HomeOutdoorsNewsBeloved ‘Smokey’ the Wolf Dies at Wildwood Zoo, Cause of Death Released

Beloved ‘Smokey’ the Wolf Dies at Wildwood Zoo, Cause of Death Released

by Jon D. B.
gray wolf in captivity
Gray wolf in captivity. (Photo by John Milner/SOPA Images/LightRocket via Getty Images)

Named for his unique, beautiful coat, Smokey the wolf was a favorite of Wildwood Zoo visitors. Sadly, the 12-year-old male has died.

Often found howling at sirens and instigating play with his pack, Smokey was a staple of Marshfield, Wisconsin’s Wildwood Zoo during his life. But the the City of Marshfield Parks & Recreation Department regretfully announced his passing on Tuesday, Jan. 17.

Wild grays can reach 14-years-old, and captive wolves can live to be 16. But both are exceptionally rare, making 12 years a well-lived, lengthy life for any gray (or timber) wolf. Wildwood Zoo considered Smokey a senior wolf, and as local OnFocus reports, he died of “natural causes.”

“Preliminary findings indicate that Smokey experienced a heart attack from natural causes, but further lab work is being completed to confirm the initial diagnosis,” Wildwood Zoo said in their statement on Smokey’s passing. Athens Vet staff would perform a necropsy to determine his cause of death.

“He had lived here at Wildwood Zoo since October 2015, when he was transferred from the Wild World of Animals in Pennsylvania. He arrived with his two siblings (Malakai and Luna), who continue to call Wildwood Zoo home. The other wolves are adjusting well but will continue to be closely monitored by our staff,” their statement continues.

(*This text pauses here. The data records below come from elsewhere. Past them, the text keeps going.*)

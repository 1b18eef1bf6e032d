//! Maximum likelihood fit of a two-parameter gamma distribution with location fixed at zero.

use crate::spi::error::SpiError;
use log::debug;
use statrs::distribution::{ContinuousCDF, Gamma};
use statrs::function::gamma::digamma;

/// Smallest sample a gamma fit is attempted on.
pub const MIN_SAMPLE_SIZE: usize = 5;

/// `ln(mean) - mean(ln x)` at or below this is treated as a sample without spread.
const MIN_LOG_SPREAD: f64 = 1e-12;
const MAX_ITERATIONS: usize = 200;
const TOLERANCE: f64 = 1e-12;
/// Bracket width accepted when the iteration stalls in floating point noise.
const STALL_TOLERANCE: f64 = 1e-8;

/// Fitted gamma parameters (shape `k`, scale `θ`, location 0).
#[derive(Debug, Clone, Copy, PartialEq)]
pub struct GammaParams {
    shape: f64,
    scale: f64,
}

impl GammaParams {
    pub fn new(shape: f64, scale: f64) -> Result<Self, SpiError> {
        if !(shape.is_finite() && scale.is_finite() && shape > 0.0 && scale > 0.0) {
            return Err(SpiError::DegenerateFit(format!(
                "invalid parameters shape={shape}, scale={scale}"
            )));
        }
        Ok(Self { shape, scale })
    }

    pub fn shape(&self) -> f64 {
        self.shape
    }

    pub fn scale(&self) -> f64 {
        self.scale
    }

    pub fn mean(&self) -> f64 {
        self.shape * self.scale
    }

    /// The matching `statrs` distribution. `statrs` parameterises by rate, so `rate = 1 / scale`.
    pub fn distribution(&self) -> Result<Gamma, SpiError> {
        Gamma::new(self.shape, 1.0 / self.scale)
            .map_err(|e| SpiError::DegenerateFit(format!("gamma construction failed: {e}")))
    }

    pub fn cdf(&self, x: f64) -> Result<f64, SpiError> {
        Ok(self.distribution()?.cdf(x))
    }
}

/// Fits shape and scale by maximum likelihood, location fixed at the origin.
///
/// The shape solves `ln(k) - ψ(k) = ln(mean) - mean(ln x)`; the scale follows as `mean / k`.
///
/// # Errors
///
/// * [`SpiError::InsufficientSample`] for fewer than [`MIN_SAMPLE_SIZE`] values.
/// * [`SpiError::DegenerateFit`] when a value is not strictly positive and finite, the sample
///   has no spread (e.g. all values identical), or the shape iteration does not converge.
pub fn fit_gamma(sample: &[f64]) -> Result<GammaParams, SpiError> {
    let n = sample.len();
    if n < MIN_SAMPLE_SIZE {
        return Err(SpiError::InsufficientSample {
            found: n,
            required: MIN_SAMPLE_SIZE,
        });
    }
    if let Some(bad) = sample.iter().find(|x| !(x.is_finite() && **x > 0.0)) {
        return Err(SpiError::DegenerateFit(format!(
            "sample contains {bad}, values must be strictly positive"
        )));
    }

    let mean = sample.iter().sum::<f64>() / n as f64;
    let mean_log = sample.iter().map(|x| x.ln()).sum::<f64>() / n as f64;
    let spread = mean.ln() - mean_log;
    if !spread.is_finite() || spread <= MIN_LOG_SPREAD {
        return Err(SpiError::DegenerateFit(format!(
            "sample has no spread (log spread {spread:e})"
        )));
    }

    let shape = solve_shape(spread)?;
    let params = GammaParams::new(shape, mean / shape)?;
    debug!(
        "Fitted gamma to {} values: shape={}, scale={}",
        n, params.shape, params.scale
    );
    Ok(params)
}

/// Root of `ln(k) - ψ(k) - spread`, which falls monotonically from +∞ to 0 as `k` grows.
///
/// Newton steps from the Greenwood–Durand style starting point, kept inside a bracket that
/// shrinks on every iteration; a step leaving the bracket is replaced by bisection.
fn solve_shape(spread: f64) -> Result<f64, SpiError> {
    let objective = |k: f64| k.ln() - digamma(k) - spread;

    let initial = (3.0 - spread + ((spread - 3.0).powi(2) + 24.0 * spread).sqrt()) / (12.0 * spread);

    let mut lo = initial * 0.5;
    let mut hi = initial * 2.0;
    for _ in 0..MAX_ITERATIONS {
        if objective(lo) > 0.0 {
            break;
        }
        lo *= 0.5;
    }
    for _ in 0..MAX_ITERATIONS {
        if objective(hi) < 0.0 {
            break;
        }
        hi *= 2.0;
    }
    if !(objective(lo) > 0.0 && objective(hi) < 0.0) {
        return Err(SpiError::DegenerateFit(format!(
            "could not bracket shape for log spread {spread:e}"
        )));
    }

    let mut k = initial.clamp(lo, hi);
    for _ in 0..MAX_ITERATIONS {
        let f = objective(k);
        if f == 0.0 {
            return Ok(k);
        }
        if f > 0.0 {
            lo = k;
        } else {
            hi = k;
        }

        let derivative = 1.0 / k - trigamma(k);
        let newton = k - f / derivative;
        let next = if newton.is_finite() && newton > lo && newton < hi {
            newton
        } else {
            0.5 * (lo + hi)
        };

        if (next - k).abs() <= TOLERANCE * k || (hi - lo) <= TOLERANCE * k {
            return Ok(next);
        }
        k = next;
    }

    if hi - lo <= STALL_TOLERANCE * k {
        return Ok(0.5 * (lo + hi));
    }
    Err(SpiError::DegenerateFit(format!(
        "shape estimate did not converge for log spread {spread:e}"
    )))
}

/// ψ'(x) for x > 0: recurrence up to x ≥ 12, then the asymptotic series.
fn trigamma(x: f64) -> f64 {
    let mut x = x;
    let mut acc = 0.0;
    while x < 12.0 {
        acc += 1.0 / (x * x);
        x += 1.0;
    }
    let inv = 1.0 / x;
    let inv2 = inv * inv;
    acc + inv
        + inv2 / 2.0
        + inv * inv2 * (1.0 / 6.0 - inv2 * (1.0 / 30.0 - inv2 * (1.0 / 42.0 - inv2 / 30.0)))
}

#[cfg(test)]
mod tests {
    use super::*;
    use approx::assert_relative_eq;
    use rand::SeedableRng;
    use rand_distr::{Distribution, Gamma as GammaDist};

    #[test]
    fn test_trigamma_known_values() {
        // ψ'(1) = π²/6, ψ'(1/2) = π²/2
        let pi2 = std::f64::consts::PI.powi(2);
        assert_relative_eq!(trigamma(1.0), pi2 / 6.0, epsilon = 1e-12);
        assert_relative_eq!(trigamma(0.5), pi2 / 2.0, epsilon = 1e-12);
        assert_relative_eq!(trigamma(100.0), 0.010050166663333571, epsilon = 1e-12);
    }

    #[test]
    fn test_fit_matches_reference_mle() {
        let params = fit_gamma(&[1.0, 2.0, 3.0, 4.0, 5.0]).unwrap();
        assert_relative_eq!(params.shape(), 3.7016438100088167, max_relative = 1e-6);
        assert_relative_eq!(params.scale(), 0.8104507494449755, max_relative = 1e-6);

        let params = fit_gamma(&[12.0, 30.0, 45.0, 8.0, 60.0, 22.0, 17.0, 41.0]).unwrap();
        assert_relative_eq!(params.shape(), 2.758187782451694, max_relative = 1e-6);
        assert_relative_eq!(params.scale(), 10.650108809447772, max_relative = 1e-6);
    }

    #[test]
    fn test_fit_satisfies_likelihood_equations() {
        let mut rng = rand::rngs::StdRng::seed_from_u64(7);
        let dist = GammaDist::new(0.8, 40.0).unwrap();
        let values: Vec<f64> = (0..300).map(|_| dist.sample(&mut rng)).collect();

        let params = fit_gamma(&values).unwrap();
        let n = values.len() as f64;
        let mean = values.iter().sum::<f64>() / n;
        let mean_log = values.iter().map(|x| x.ln()).sum::<f64>() / n;

        assert_relative_eq!(params.mean(), mean, max_relative = 1e-12);
        assert_relative_eq!(
            params.shape().ln() - digamma(params.shape()),
            mean.ln() - mean_log,
            max_relative = 1e-9
        );
    }

    #[test]
    fn test_fit_recovers_parameters() {
        let mut rng = rand::rngs::StdRng::seed_from_u64(42);
        let dist = GammaDist::new(2.0, 3.0).unwrap();
        let values: Vec<f64> = (0..5000).map(|_| dist.sample(&mut rng)).collect();

        let params = fit_gamma(&values).unwrap();
        assert_relative_eq!(params.shape(), 2.0, max_relative = 0.1);
        assert_relative_eq!(params.scale(), 3.0, max_relative = 0.1);
    }

    #[test]
    fn test_small_sample_is_insufficient() {
        assert_eq!(
            fit_gamma(&[1.0, 2.0, 3.0, 4.0]),
            Err(SpiError::InsufficientSample {
                found: 4,
                required: MIN_SAMPLE_SIZE
            })
        );
    }

    #[test]
    fn test_constant_sample_is_degenerate() {
        let result = fit_gamma(&[50.0; 24]);
        assert!(matches!(result, Err(SpiError::DegenerateFit(_))));
    }

    #[test]
    fn test_zero_value_is_degenerate() {
        let result = fit_gamma(&[0.0, 1.0, 2.0, 3.0, 4.0]);
        assert!(matches!(result, Err(SpiError::DegenerateFit(_))));
    }

    #[test]
    fn test_cdf_uses_scale_not_rate() {
        let params = GammaParams::new(1.0, 2.0).unwrap();
        // Exponential with mean 2: P(X <= 2) = 1 - e^-1
        assert_relative_eq!(
            params.cdf(2.0).unwrap(),
            1.0 - (-1.0f64).exp(),
            epsilon = 1e-12
        );
    }
}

“As always, the Parks and Recreation staff appreciates your continued support of Wildwood Park and Zoo.”

A fixture of the Marshfield community, Wildwood Zoo is free to the public, but encourages donations to support further conservation efforts.

Gray Wolf Conservation a Key Issue for Americans

As Wildwood Zoo states, “Our goal is to foster an understanding of our partnership with nature and the environment through animal conservation, education, and recreational opportunities.”

The zoo ” is a place to celebrate the diversity of wildlife, educate visitors about conservation and habitat preservation, while emphasizing the protection of threatened species,” they continue.

Zoos play a pivotal role in American conservation efforts, with some choosing to house the endangered gray wolf (Canis lupus) species. Some double as rehabilitation facilities, while others (like our AZA-accredited Nashville Zoo) remain pivotal to the survival of endangered species through captive breeding programs.

If you are curious as to whether your local zoo is meeting the current best-practice standards for captive wildlife, ask about AZA accreditation. AZA, or the American Association of Zoos & Aquariums, uses recognized experts to evaluate U.S. zoos and aquariums. Only those that measure up to the established standards and best practices of that profession earn AZA accreditation can become members of AZA.

Sadly, only 10% of zoos and aquariums are AZA members. Be sure to look for the “Accredited by the Association of Zoos and Aquariums” logo on zoo websites, advertisements, and entrances. To find an accredited zoo near you, visit AZA’s list of AZA-accredited zoos and aquariums. Currently, Wildwood Zoo is not an AZA member. Regardless, Outsider sends our best to staff and officials during this difficult time.